* [What you need to do] Check every line of the entries that follow, and copy the ones containing "next".
········
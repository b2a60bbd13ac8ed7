/* src/cli/codegen/src/options.rs */

use std::fmt;
use std::path::PathBuf;
use std::str::FromStr;

use anyhow::{Result, bail};
use serde::{Deserialize, Serialize};

pub const DEFAULT_RESPONSE_MODULE: &str = "next/server";
pub const DEFAULT_RESOLVER_MODULE: &str =
  "next/dist/build/webpack/loaders/metadata/resolve-route-data";

#[derive(Debug, Clone, Copy, Default, PartialEq, Eq, Serialize, Deserialize)]
#[serde(rename_all = "lowercase")]
pub enum BuildMode {
  #[default]
  Development,
  Production,
}

impl BuildMode {
  pub fn is_production(self) -> bool {
    self == Self::Production
  }

  /// Interpret a `NODE_ENV` value; anything but `production` is development.
  pub fn from_node_env(value: Option<&str>) -> Self {
    match value {
      Some("production") => Self::Production,
      _ => Self::Development,
    }
  }
}

impl FromStr for BuildMode {
  type Err = anyhow::Error;

  fn from_str(s: &str) -> Result<Self> {
    match s {
      "development" | "dev" => Ok(Self::Development),
      "production" | "prod" => Ok(Self::Production),
      other => bail!("unknown build mode \"{other}\" (expected development or production)"),
    }
  }
}

impl fmt::Display for BuildMode {
  fn fmt(&self, f: &mut fmt::Formatter<'_>) -> fmt::Result {
    match self {
      Self::Development => f.write_str("development"),
      Self::Production => f.write_str("production"),
    }
  }
}

/// Whether the matched file is a literal asset or a module producing content.
#[derive(Debug, Clone, Copy, PartialEq, Eq)]
pub enum RouteSource {
  Static,
  Dynamic,
}

/// Whether a dynamic route serves one instance or a generated family.
#[derive(Debug, Clone, Copy, PartialEq, Eq)]
pub enum Cardinality {
  Single,
  Multi,
}

/// Parse a host `'1'`/`'0'` flag.
pub fn parse_flag(name: &str, value: &str) -> Result<bool> {
  match value {
    "1" => Ok(true),
    "0" => Ok(false),
    other => bail!("{name} must be \"1\" or \"0\", got \"{other}\""),
  }
}

/// One generator invocation: the matched file plus its typed flags.
#[derive(Debug, Clone, PartialEq, Eq)]
pub struct RouteRequest {
  pub file_path: PathBuf,
  pub source: RouteSource,
  pub cardinality: Cardinality,
}

impl RouteRequest {
  pub fn new(file_path: impl Into<PathBuf>, source: RouteSource, cardinality: Cardinality) -> Self {
    Self { file_path: file_path.into(), source, cardinality }
  }

  /// Build a request from the host's string flags, converting them once.
  pub fn from_flags(
    file_path: impl Into<PathBuf>,
    is_dynamic_route_extension: &str,
    is_dynamic_multi_route: &str,
  ) -> Result<Self> {
    let source = if parse_flag("isDynamicRouteExtension", is_dynamic_route_extension)? {
      RouteSource::Dynamic
    } else {
      RouteSource::Static
    };
    let cardinality = if parse_flag("isDynamicMultiRoute", is_dynamic_multi_route)? {
      Cardinality::Multi
    } else {
      Cardinality::Single
    };
    Ok(Self::new(file_path, source, cardinality))
  }

  pub fn is_multi(&self) -> bool {
    self.cardinality == Cardinality::Multi
  }
}

/// Settings shared by every invocation in one build.
#[derive(Debug, Clone, PartialEq, Eq)]
pub struct GeneratorOptions {
  pub mode: BuildMode,
  /// Emit request-time checks that generated items carry an `id`.
  pub validate_ids: bool,
  pub response_module: String,
  pub resolver_module: String,
}

impl GeneratorOptions {
  pub fn new(mode: BuildMode) -> Self {
    Self {
      mode,
      validate_ids: !mode.is_production(),
      response_module: DEFAULT_RESPONSE_MODULE.to_string(),
      resolver_module: DEFAULT_RESOLVER_MODULE.to_string(),
    }
  }
}

impl Default for GeneratorOptions {
  fn default() -> Self {
    Self::new(BuildMode::default())
  }
}

#[cfg(test)]
mod tests {
  use super::*;

  #[test]
  fn flags_convert_once() {
    let req = RouteRequest::from_flags("/app/sitemap.ts", "1", "1").unwrap();
    assert_eq!(req.source, RouteSource::Dynamic);
    assert_eq!(req.cardinality, Cardinality::Multi);
    assert!(req.is_multi());

    let req = RouteRequest::from_flags("/app/icon.png", "0", "0").unwrap();
    assert_eq!(req.source, RouteSource::Static);
    assert_eq!(req.cardinality, Cardinality::Single);
  }

  #[test]
  fn invalid_flag_rejected() {
    let err = RouteRequest::from_flags("/app/icon.png", "true", "0").unwrap_err();
    assert!(err.to_string().contains("isDynamicRouteExtension"));
    let err = RouteRequest::from_flags("/app/icon.png", "0", "").unwrap_err();
    assert!(err.to_string().contains("isDynamicMultiRoute"));
  }

  #[test]
  fn validation_follows_mode() {
    assert!(GeneratorOptions::new(BuildMode::Development).validate_ids);
    assert!(!GeneratorOptions::new(BuildMode::Production).validate_ids);
  }

  #[test]
  fn mode_from_node_env() {
    assert_eq!(BuildMode::from_node_env(Some("production")), BuildMode::Production);
    assert_eq!(BuildMode::from_node_env(Some("test")), BuildMode::Development);
    assert_eq!(BuildMode::from_node_env(None), BuildMode::Development);
  }

  #[test]
  fn mode_parse_and_display() {
    assert_eq!("prod".parse::<BuildMode>().unwrap(), BuildMode::Production);
    assert_eq!("development".parse::<BuildMode>().unwrap(), BuildMode::Development);
    assert!("staging".parse::<BuildMode>().is_err());
    assert_eq!(BuildMode::Production.to_string(), "production");
  }
}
········
* [Response area]
pub const DEFAULT_RESPONSE_MODULE: &str = "next/server";
  "next/dist/build/webpack/loaders/metadata/resolve-route-data";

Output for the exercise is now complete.